Data to use:
★ ★ ★
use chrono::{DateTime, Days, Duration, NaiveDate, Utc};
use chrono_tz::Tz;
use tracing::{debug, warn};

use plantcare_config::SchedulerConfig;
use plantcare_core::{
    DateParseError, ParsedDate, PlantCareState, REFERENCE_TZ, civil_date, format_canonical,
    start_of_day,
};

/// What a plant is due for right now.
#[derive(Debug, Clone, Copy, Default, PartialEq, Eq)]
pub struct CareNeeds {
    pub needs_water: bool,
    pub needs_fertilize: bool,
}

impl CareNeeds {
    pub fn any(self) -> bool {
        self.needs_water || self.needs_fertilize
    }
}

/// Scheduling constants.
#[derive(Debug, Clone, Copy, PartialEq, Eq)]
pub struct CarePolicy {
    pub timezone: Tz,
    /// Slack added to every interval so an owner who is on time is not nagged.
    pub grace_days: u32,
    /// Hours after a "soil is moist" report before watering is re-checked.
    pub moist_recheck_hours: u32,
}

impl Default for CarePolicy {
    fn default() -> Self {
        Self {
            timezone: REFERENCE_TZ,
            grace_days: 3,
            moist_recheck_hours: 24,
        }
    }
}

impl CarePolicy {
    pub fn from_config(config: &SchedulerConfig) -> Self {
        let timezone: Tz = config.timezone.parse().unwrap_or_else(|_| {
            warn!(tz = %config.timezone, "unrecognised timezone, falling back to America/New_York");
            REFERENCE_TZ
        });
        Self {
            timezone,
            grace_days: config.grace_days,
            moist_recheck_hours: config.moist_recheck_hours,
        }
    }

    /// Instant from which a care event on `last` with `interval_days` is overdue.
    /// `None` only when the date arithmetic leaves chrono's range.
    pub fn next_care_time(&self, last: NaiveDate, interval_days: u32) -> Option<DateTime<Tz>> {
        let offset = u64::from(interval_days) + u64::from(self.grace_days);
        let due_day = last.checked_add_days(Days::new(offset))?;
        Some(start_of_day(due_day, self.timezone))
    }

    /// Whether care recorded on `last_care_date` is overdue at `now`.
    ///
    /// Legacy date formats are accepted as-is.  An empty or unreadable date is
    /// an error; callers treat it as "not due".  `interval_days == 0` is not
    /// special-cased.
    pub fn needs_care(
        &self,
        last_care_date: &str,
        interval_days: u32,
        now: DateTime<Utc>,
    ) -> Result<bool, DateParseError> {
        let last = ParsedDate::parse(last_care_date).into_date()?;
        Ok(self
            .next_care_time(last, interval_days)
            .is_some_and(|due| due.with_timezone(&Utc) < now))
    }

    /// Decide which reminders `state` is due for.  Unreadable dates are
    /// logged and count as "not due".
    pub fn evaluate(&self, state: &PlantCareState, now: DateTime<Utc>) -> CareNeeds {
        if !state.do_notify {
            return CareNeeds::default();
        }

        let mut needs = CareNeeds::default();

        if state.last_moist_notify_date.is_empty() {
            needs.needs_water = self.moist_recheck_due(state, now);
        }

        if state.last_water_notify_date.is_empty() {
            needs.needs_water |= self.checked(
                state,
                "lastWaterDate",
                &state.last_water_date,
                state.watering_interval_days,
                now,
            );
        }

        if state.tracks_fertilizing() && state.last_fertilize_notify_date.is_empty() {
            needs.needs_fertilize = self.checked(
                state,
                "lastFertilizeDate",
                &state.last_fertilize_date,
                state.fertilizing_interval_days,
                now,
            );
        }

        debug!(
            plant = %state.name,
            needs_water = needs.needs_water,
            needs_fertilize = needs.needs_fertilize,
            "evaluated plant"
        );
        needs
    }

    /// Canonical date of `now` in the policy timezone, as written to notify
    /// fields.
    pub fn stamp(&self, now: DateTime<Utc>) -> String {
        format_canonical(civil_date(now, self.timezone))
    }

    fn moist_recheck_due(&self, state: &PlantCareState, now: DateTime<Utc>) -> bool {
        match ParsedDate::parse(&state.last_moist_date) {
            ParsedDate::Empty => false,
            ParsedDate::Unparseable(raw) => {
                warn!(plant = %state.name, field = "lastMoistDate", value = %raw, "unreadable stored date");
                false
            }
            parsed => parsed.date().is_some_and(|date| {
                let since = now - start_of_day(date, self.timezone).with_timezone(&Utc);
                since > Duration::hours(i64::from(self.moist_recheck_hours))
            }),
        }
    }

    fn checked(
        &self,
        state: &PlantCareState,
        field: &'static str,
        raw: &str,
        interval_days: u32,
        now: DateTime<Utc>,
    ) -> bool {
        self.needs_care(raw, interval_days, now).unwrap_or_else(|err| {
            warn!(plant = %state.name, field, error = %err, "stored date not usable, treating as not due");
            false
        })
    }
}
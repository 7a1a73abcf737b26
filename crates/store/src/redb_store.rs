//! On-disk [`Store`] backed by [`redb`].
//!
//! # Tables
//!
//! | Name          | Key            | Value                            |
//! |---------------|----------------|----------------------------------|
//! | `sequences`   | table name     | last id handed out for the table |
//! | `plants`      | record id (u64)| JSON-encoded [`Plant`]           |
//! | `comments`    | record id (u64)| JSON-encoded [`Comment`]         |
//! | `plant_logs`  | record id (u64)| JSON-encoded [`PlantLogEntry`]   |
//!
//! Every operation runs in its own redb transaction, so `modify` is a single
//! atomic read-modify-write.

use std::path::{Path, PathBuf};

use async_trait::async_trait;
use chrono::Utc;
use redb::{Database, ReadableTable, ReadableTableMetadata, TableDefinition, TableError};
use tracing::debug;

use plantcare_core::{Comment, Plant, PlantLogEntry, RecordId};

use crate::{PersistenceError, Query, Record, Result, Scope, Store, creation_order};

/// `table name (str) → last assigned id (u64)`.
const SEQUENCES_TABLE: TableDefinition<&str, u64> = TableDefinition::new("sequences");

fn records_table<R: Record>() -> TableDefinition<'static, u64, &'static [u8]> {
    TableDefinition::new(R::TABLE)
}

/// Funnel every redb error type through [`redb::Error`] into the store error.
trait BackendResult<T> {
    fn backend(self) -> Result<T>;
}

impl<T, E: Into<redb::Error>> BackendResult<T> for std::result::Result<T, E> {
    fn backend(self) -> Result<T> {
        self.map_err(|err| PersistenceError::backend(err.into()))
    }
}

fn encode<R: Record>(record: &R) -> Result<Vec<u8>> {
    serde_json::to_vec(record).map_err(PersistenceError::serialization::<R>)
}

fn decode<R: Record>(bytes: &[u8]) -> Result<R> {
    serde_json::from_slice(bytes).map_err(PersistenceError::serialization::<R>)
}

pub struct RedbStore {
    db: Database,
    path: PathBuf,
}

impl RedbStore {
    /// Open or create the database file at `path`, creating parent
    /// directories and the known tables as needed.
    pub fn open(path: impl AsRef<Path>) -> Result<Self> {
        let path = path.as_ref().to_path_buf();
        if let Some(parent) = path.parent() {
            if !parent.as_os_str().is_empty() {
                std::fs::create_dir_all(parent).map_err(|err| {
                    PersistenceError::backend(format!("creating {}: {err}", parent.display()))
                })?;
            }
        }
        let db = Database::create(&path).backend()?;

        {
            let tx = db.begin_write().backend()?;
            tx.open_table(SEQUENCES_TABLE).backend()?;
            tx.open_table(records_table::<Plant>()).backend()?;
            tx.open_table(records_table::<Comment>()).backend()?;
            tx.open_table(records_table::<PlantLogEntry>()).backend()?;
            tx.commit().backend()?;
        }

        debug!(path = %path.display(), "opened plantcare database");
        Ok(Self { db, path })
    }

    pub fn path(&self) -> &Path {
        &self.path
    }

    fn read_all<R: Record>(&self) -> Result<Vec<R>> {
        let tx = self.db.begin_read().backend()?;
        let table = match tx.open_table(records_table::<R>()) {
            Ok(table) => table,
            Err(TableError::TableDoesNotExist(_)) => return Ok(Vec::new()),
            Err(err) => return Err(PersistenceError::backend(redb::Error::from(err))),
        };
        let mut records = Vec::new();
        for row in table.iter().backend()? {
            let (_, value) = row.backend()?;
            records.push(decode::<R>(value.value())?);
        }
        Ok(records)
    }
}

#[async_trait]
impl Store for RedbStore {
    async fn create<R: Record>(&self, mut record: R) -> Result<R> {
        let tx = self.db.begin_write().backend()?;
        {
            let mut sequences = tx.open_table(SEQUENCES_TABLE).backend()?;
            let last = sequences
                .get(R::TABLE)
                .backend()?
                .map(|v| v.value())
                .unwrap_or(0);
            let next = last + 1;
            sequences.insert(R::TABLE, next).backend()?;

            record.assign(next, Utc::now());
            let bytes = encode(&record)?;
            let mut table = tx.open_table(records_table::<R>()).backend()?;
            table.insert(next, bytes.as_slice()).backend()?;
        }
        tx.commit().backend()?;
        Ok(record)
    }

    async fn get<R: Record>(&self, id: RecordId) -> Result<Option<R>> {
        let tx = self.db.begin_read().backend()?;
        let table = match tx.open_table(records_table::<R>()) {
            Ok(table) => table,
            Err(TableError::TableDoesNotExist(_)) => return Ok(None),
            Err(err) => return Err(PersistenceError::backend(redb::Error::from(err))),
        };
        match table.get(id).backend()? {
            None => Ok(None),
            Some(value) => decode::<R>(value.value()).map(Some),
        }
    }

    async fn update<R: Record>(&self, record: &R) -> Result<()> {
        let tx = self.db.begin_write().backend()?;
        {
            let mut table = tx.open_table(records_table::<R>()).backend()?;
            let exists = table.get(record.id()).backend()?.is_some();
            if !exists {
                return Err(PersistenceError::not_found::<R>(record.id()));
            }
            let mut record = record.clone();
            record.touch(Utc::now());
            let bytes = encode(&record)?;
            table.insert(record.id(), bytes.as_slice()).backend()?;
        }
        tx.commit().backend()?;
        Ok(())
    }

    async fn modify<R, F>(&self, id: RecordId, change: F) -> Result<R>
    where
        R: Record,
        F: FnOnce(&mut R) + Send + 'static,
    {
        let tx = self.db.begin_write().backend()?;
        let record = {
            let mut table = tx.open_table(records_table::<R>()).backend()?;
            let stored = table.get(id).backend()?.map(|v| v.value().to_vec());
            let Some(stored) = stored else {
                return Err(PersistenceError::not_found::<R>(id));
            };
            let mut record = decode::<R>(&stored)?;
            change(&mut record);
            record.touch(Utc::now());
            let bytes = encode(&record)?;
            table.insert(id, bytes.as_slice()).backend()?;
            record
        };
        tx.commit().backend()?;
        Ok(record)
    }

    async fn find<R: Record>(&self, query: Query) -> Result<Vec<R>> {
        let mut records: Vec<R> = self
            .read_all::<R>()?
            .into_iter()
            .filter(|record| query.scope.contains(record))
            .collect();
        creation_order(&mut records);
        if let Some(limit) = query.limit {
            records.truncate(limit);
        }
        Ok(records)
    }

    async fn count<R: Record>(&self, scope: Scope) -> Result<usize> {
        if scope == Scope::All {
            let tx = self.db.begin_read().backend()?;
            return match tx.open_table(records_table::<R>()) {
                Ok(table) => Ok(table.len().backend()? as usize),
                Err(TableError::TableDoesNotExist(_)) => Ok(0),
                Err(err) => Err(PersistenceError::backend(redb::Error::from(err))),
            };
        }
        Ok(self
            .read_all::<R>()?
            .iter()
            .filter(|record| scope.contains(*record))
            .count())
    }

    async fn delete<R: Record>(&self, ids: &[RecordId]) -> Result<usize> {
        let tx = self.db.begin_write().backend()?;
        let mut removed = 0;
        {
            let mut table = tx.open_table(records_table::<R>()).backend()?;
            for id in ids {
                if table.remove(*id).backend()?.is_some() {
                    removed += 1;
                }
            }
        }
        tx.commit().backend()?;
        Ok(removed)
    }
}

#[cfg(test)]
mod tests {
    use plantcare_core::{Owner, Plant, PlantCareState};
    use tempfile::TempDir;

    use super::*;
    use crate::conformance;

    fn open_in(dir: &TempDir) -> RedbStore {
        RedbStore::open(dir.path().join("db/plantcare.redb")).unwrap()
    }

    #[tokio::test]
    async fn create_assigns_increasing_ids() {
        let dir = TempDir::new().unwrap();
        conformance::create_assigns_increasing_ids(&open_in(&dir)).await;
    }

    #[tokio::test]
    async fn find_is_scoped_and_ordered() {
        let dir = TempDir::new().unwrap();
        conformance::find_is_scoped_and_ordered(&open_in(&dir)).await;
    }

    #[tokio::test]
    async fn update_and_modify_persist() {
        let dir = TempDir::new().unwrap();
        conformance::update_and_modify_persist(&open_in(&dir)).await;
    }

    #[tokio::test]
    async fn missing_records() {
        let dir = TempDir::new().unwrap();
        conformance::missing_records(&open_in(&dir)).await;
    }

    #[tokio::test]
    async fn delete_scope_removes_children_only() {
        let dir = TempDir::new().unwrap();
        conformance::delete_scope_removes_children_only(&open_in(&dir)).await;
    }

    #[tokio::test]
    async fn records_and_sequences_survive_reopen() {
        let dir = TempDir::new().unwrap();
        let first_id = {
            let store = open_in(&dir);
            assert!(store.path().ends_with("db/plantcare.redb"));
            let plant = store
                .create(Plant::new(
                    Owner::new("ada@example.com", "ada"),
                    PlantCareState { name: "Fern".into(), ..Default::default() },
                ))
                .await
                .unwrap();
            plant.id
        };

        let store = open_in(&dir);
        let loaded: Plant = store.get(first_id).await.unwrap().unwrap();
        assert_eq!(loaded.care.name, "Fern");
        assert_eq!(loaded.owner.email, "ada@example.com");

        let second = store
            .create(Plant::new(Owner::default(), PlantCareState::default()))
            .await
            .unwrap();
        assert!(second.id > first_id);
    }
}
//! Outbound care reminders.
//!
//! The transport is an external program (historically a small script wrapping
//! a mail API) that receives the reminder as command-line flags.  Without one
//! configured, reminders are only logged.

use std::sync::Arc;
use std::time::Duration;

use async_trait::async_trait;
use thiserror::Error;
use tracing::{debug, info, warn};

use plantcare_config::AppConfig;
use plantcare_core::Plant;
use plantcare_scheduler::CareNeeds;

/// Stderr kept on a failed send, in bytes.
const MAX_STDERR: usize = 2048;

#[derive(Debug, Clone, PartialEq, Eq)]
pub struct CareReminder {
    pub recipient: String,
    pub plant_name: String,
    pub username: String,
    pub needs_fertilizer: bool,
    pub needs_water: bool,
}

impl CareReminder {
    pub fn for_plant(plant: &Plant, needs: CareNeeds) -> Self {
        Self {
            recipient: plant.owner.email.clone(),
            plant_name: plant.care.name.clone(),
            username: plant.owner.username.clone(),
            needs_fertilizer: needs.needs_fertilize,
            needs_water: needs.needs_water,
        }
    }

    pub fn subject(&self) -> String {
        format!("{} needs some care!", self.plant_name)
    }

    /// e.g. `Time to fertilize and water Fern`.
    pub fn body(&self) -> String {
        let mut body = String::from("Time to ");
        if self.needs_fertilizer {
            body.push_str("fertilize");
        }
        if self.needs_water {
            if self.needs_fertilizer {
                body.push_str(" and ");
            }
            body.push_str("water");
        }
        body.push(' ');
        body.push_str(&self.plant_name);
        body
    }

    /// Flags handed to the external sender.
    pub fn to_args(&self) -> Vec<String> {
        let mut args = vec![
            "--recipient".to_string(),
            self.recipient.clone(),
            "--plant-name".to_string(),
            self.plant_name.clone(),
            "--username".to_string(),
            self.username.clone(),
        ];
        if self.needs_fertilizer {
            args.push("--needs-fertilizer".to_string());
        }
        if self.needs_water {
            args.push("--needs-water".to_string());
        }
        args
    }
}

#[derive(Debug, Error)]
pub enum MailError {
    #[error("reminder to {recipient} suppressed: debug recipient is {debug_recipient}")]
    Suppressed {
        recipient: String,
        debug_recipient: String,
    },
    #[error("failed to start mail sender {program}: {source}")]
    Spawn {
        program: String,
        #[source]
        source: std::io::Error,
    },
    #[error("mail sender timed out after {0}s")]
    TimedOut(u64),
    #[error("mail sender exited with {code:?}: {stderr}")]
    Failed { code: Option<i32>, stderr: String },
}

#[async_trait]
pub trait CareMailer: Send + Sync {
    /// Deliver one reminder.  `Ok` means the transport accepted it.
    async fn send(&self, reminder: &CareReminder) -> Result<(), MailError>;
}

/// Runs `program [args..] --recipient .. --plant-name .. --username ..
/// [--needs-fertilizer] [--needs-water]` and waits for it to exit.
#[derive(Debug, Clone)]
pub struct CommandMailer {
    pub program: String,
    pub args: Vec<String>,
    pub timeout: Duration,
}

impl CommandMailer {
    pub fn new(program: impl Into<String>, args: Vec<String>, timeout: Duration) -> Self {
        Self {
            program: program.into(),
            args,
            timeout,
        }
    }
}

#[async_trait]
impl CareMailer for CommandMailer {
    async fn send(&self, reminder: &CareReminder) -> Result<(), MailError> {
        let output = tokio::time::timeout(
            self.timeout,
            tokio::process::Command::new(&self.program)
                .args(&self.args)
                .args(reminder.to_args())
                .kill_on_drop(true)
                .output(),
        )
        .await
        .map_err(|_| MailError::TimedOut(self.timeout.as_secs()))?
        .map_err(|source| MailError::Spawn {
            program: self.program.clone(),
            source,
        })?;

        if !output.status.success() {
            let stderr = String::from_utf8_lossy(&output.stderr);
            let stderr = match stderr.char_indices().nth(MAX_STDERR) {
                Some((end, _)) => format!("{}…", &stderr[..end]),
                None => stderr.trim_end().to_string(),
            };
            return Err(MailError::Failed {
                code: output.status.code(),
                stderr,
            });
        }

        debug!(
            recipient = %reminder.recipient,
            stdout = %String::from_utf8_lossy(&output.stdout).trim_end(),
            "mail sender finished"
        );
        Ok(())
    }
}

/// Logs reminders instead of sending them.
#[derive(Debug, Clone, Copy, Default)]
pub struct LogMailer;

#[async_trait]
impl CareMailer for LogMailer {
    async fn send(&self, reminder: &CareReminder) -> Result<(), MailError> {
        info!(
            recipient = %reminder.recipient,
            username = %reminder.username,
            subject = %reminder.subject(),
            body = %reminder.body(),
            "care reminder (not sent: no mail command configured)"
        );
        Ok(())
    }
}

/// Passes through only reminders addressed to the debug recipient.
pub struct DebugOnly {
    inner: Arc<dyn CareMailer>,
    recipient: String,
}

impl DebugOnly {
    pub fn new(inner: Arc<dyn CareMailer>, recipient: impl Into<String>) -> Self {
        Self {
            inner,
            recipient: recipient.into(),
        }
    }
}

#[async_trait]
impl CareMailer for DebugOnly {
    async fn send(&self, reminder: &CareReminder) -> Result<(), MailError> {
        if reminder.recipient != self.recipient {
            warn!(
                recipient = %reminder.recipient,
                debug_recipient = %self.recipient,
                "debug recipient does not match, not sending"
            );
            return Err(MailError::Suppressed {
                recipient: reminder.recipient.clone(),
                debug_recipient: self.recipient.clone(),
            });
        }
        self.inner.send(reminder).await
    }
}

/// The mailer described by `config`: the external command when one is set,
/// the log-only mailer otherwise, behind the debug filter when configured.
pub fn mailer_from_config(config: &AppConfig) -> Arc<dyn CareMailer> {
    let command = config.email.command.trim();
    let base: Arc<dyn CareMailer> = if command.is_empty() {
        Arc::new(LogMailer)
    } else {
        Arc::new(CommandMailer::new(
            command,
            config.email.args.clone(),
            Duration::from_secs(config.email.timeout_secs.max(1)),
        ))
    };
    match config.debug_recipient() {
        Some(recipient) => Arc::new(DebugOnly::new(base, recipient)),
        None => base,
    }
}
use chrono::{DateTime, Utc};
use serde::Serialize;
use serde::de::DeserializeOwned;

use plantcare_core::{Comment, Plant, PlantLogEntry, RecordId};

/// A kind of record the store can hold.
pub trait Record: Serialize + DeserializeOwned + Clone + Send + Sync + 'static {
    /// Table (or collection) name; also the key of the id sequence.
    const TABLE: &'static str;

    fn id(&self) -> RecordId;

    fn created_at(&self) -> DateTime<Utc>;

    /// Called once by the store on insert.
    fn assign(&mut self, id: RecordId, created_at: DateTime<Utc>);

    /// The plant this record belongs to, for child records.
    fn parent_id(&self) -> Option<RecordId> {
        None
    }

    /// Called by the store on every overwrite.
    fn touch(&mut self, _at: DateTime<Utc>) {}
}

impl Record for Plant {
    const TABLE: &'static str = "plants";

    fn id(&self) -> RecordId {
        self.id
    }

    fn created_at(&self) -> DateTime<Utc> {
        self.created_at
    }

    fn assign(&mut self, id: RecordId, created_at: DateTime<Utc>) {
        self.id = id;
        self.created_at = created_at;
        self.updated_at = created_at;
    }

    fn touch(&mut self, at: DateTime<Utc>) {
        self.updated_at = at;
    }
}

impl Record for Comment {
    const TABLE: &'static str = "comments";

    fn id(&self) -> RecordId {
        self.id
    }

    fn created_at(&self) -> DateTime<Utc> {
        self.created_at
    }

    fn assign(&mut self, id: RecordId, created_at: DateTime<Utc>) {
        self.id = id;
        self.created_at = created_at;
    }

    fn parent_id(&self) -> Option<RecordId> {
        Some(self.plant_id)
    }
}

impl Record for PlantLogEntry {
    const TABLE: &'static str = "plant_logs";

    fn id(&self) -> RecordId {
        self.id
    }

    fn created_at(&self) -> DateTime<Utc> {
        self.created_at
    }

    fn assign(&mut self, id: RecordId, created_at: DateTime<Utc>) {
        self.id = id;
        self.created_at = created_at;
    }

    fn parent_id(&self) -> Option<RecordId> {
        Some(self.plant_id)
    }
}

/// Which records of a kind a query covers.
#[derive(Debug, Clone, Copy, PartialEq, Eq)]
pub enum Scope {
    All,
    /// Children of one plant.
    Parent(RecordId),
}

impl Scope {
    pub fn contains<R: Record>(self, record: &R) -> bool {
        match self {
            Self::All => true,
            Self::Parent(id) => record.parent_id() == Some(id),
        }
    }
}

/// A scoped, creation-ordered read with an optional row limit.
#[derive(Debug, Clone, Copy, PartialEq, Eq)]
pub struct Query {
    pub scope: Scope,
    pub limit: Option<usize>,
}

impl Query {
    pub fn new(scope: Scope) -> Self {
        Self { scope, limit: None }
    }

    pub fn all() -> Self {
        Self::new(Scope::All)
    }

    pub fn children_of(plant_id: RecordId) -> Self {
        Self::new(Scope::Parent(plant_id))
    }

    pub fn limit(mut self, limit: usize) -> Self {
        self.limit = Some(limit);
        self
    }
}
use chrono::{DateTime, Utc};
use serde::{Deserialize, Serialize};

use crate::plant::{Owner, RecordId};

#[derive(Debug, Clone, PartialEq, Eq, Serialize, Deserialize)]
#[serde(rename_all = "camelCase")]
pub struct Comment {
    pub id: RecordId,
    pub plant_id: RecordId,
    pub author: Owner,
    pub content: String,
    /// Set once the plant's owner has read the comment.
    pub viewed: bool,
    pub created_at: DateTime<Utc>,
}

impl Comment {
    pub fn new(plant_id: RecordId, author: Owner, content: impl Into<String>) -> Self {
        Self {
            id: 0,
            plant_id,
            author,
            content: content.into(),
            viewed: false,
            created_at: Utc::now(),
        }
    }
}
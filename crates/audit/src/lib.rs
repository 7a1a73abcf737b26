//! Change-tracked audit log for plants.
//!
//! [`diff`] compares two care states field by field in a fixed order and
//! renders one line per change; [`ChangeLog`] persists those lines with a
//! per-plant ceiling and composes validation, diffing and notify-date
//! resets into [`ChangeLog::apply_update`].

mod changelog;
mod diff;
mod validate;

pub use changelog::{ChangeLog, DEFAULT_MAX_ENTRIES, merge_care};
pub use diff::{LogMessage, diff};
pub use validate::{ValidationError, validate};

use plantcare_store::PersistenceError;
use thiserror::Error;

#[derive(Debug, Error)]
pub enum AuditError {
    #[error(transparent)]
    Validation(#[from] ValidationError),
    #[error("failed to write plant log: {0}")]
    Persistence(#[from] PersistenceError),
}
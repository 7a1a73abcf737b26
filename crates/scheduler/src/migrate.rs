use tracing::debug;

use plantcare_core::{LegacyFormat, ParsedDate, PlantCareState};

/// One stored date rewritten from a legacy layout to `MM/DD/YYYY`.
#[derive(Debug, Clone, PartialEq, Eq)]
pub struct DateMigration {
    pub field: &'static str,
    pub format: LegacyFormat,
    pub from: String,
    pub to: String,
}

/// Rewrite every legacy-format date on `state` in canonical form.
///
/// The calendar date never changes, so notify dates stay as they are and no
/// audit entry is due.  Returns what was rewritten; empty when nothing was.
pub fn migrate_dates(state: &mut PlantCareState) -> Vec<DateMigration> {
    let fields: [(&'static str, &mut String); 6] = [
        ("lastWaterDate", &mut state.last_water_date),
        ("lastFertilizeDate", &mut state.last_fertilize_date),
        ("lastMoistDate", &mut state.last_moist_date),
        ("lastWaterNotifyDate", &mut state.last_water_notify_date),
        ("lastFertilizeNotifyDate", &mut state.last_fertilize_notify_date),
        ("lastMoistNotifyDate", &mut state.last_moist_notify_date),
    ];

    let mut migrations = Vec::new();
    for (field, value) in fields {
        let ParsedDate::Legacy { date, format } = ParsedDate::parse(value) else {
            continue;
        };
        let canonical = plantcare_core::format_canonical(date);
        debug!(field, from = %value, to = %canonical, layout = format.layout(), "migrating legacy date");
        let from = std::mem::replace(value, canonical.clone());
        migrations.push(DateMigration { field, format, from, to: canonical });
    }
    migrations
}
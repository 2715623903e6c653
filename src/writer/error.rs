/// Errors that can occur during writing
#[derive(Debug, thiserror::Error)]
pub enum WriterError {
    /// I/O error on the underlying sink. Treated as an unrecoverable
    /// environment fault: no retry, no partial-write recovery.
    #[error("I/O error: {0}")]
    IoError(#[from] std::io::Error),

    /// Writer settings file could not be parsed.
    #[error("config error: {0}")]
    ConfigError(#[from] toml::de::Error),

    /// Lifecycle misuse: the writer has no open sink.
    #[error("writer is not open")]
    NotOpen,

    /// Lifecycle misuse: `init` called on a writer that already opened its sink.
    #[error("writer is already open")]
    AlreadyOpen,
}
★ ★ ★
Problem requirements:
Reply with one number: the count of lines in the entries that include the word "rewritten".

Task answer:
2